Era una tarde de un día cualquiera,
andaba corriendo un atravieso niño
junto a la rivera de un río,
una onda de jebe llevaba consigo.
Una mansa paloma dormía en su nido,
en una rama seca de un espino,
el pequeño cazador la miró con ansias
y caminado a gatas se acercó muy despacio.

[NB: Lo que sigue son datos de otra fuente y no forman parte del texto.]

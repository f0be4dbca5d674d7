use std::path::Path;

use rusqlite::Connection;
use tracing;

use super::DatabaseError;

/// Open a SQLite connection to the given path and run migrations
pub fn open_database(path: &Path) -> Result<Connection, DatabaseError> {
    let conn = Connection::open(path)?;
    configure_pragmas(&conn)?;
    run_migrations(&conn)?;
    Ok(conn)
}

/// Open an in-memory database (for testing)
pub fn open_memory_database() -> Result<Connection, DatabaseError> {
    let conn = Connection::open_in_memory()?;
    configure_pragmas(&conn)?;
    run_migrations(&conn)?;
    Ok(conn)
}

fn configure_pragmas(conn: &Connection) -> Result<(), DatabaseError> {
    conn.execute_batch(
        "PRAGMA journal_mode=WAL;
         PRAGMA foreign_keys=ON;",
    )?;
    Ok(())
}

/// Run all pending migrations
pub fn run_migrations(conn: &Connection) -> Result<(), DatabaseError> {
    let current_version = get_current_version(conn);

    let migrations: Vec<(i64, &str)> = vec![(
        1,
        include_str!("../../resources/migrations/001_patients.sql"),
    )];

    for (version, sql) in migrations {
        if version > current_version {
            tracing::info!("Running migration v{version}");
            conn.execute_batch(sql)
                .map_err(|e| DatabaseError::MigrationFailed {
                    version,
                    reason: e.to_string(),
                })?;
        }
    }

    Ok(())
}

/// Get the current schema version (0 if no schema exists yet)
fn get_current_version(conn: &Connection) -> i64 {
    conn.query_row("SELECT MAX(version) FROM schema_version", [], |row| {
        row.get::<_, i64>(0)
    })
    .unwrap_or(0)
}

/// Count tables in the database (for verification)
pub fn count_tables(conn: &Connection) -> Result<i64, DatabaseError> {
    let count = conn.query_row(
        "SELECT COUNT(*) FROM sqlite_master WHERE type='table' AND name NOT LIKE 'sqlite_%'",
        [],
        |row| row.get::<_, i64>(0),
    )?;
    Ok(count)
}

#[cfg(test)]
mod tests {
    use super::*;

    #[test]
    fn database_initializes_tables() {
        let conn = open_memory_database().unwrap();
        // patient + schema_version
        let count = count_tables(&conn).unwrap();
        assert_eq!(count, 2);
    }

    #[test]
    fn schema_version_is_current() {
        let conn = open_memory_database().unwrap();
        let version: i64 = conn
            .query_row("SELECT MAX(version) FROM schema_version", [], |row| {
                row.get(0)
            })
            .unwrap();
        assert_eq!(version, 1);
    }

    #[test]
    fn migration_idempotent() {
        let conn = open_memory_database().unwrap();
        // Run migrations again — should not error
        let result = run_migrations(&conn);
        assert!(result.is_ok());
    }

    #[test]
    fn patient_table_has_created_at_default() {
        let conn = open_memory_database().unwrap();
        conn.execute(
            "INSERT INTO patient (pid, pname, gender, age, contactnum, gmail,
                                  address, bloodgroup, weight, height)
             VALUES ('P1', 'A', 'F', 30, '1', 'a@x.com', 'Addr', 'O+', 60, 165)",
            [],
        )
        .unwrap();
        let created: String = conn
            .query_row("SELECT created_at FROM patient WHERE pid = 'P1'", [], |r| {
                r.get(0)
            })
            .unwrap();
        assert!(!created.is_empty());
    }

    #[test]
    fn duplicate_pid_violates_primary_key() {
        let conn = open_memory_database().unwrap();
        let insert = "INSERT INTO patient (pid, pname, gender, age, contactnum, gmail,
                                           address, bloodgroup, weight, height)
                      VALUES ('P1', 'A', 'F', 30, '1', 'a@x.com', 'Addr', 'O+', 60, 165)";
        conn.execute(insert, []).unwrap();
        assert!(conn.execute(insert, []).is_err());
    }
}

Sacó la honda y una piedra cogió,
el proyectil certero, el buche perforó,
cayó del nido aleteando herida,
entre la yerba se quería esconder,
levantaba sus alas implorando perdón,
y él sin piedad le arrancó el corazón.
Se marchó con su presa, según él, feliz
corriendo y silbando camino a su hogar.
Dicen que el asesino vuelve al sitio del crimen
a recoger sus rastros y a lavar sus culpas,
y volvió el miserable, al amanecer,
pero al mirar al suelo bajo el nido vacío,
vio dos pichoncitos con sus ojos huecos,
servían de festín a las hormigas.
Sintió un dolor muy grande al ver la escena,
mil veces se maldijo, votó el arma homicida,
ya no fue cazador desde ese día.
Cuando aquel recuerdo a su mente regresa
como un vengador le punza el corazón,
por eso la tristeza hoy es su compañera,
hoy adolorido va cargando ese peso.
Hoy anda su camino espinoso,
hasta se hizo poeta y canta su dolor,
para esconder su culpa con tristes versos
y hasta cuando ríe por dentro llora
porque esa angustia le torturará el alma.